__Action item__
Report, as a single figure, how many lines in the records below include "filename".

__Extracted data__
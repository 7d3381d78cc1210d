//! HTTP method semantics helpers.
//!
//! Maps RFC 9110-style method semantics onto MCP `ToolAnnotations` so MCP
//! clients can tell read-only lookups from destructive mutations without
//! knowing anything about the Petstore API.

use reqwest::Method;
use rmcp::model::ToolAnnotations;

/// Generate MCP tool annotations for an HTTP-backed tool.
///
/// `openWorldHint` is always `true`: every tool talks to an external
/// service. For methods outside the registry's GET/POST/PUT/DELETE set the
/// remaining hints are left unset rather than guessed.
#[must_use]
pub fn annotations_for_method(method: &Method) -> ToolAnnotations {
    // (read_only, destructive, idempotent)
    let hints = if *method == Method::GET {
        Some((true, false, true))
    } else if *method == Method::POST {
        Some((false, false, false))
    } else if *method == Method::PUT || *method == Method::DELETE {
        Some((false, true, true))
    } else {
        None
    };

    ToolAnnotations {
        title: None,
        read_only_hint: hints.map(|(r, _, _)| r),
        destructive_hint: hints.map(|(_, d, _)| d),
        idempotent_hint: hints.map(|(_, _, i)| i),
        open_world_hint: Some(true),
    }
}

---

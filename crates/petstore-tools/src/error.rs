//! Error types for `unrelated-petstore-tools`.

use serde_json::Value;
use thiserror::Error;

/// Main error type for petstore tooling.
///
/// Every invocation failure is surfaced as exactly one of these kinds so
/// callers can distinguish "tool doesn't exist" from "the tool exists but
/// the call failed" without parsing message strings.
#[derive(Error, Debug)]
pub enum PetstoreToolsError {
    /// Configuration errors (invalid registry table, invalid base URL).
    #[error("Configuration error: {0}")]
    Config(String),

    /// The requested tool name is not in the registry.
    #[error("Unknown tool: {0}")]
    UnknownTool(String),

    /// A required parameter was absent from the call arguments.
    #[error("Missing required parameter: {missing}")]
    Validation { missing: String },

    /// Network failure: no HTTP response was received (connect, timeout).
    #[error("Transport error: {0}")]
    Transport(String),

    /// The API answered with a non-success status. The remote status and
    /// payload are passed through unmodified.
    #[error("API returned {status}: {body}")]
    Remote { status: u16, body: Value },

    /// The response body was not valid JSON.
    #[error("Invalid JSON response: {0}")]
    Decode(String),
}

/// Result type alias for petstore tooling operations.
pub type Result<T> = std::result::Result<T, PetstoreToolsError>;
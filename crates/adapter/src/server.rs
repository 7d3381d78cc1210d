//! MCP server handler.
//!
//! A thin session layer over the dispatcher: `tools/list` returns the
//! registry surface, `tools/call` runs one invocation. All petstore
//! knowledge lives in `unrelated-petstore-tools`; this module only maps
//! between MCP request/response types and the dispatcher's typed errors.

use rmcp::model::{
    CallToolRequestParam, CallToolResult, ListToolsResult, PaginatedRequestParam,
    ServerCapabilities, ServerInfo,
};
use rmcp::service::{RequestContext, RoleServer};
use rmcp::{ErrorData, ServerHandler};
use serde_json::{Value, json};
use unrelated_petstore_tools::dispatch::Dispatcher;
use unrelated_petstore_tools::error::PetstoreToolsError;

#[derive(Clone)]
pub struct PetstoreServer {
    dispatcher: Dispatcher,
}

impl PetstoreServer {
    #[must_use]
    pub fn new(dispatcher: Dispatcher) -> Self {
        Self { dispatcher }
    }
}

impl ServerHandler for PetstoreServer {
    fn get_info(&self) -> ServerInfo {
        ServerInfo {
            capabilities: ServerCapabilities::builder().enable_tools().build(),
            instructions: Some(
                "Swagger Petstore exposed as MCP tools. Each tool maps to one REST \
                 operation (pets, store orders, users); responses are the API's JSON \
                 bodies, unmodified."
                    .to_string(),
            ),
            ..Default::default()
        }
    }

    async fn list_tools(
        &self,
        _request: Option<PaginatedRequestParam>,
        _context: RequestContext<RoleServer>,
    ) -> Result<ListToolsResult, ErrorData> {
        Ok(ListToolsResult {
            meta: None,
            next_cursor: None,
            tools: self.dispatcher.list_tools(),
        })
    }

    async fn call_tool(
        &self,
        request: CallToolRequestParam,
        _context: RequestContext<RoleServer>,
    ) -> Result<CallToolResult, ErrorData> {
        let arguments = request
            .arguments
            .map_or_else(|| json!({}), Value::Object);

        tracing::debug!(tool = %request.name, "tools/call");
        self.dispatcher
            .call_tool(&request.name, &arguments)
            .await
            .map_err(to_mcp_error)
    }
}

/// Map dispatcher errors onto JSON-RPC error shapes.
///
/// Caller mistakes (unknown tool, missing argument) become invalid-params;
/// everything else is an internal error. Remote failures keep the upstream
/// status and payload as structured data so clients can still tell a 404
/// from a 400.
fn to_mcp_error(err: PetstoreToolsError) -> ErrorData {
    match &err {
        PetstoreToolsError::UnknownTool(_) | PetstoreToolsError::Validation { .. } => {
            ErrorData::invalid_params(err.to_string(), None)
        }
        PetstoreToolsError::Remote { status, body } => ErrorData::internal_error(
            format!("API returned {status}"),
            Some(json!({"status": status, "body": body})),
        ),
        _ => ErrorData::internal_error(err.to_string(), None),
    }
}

__Answer to this exercise__
2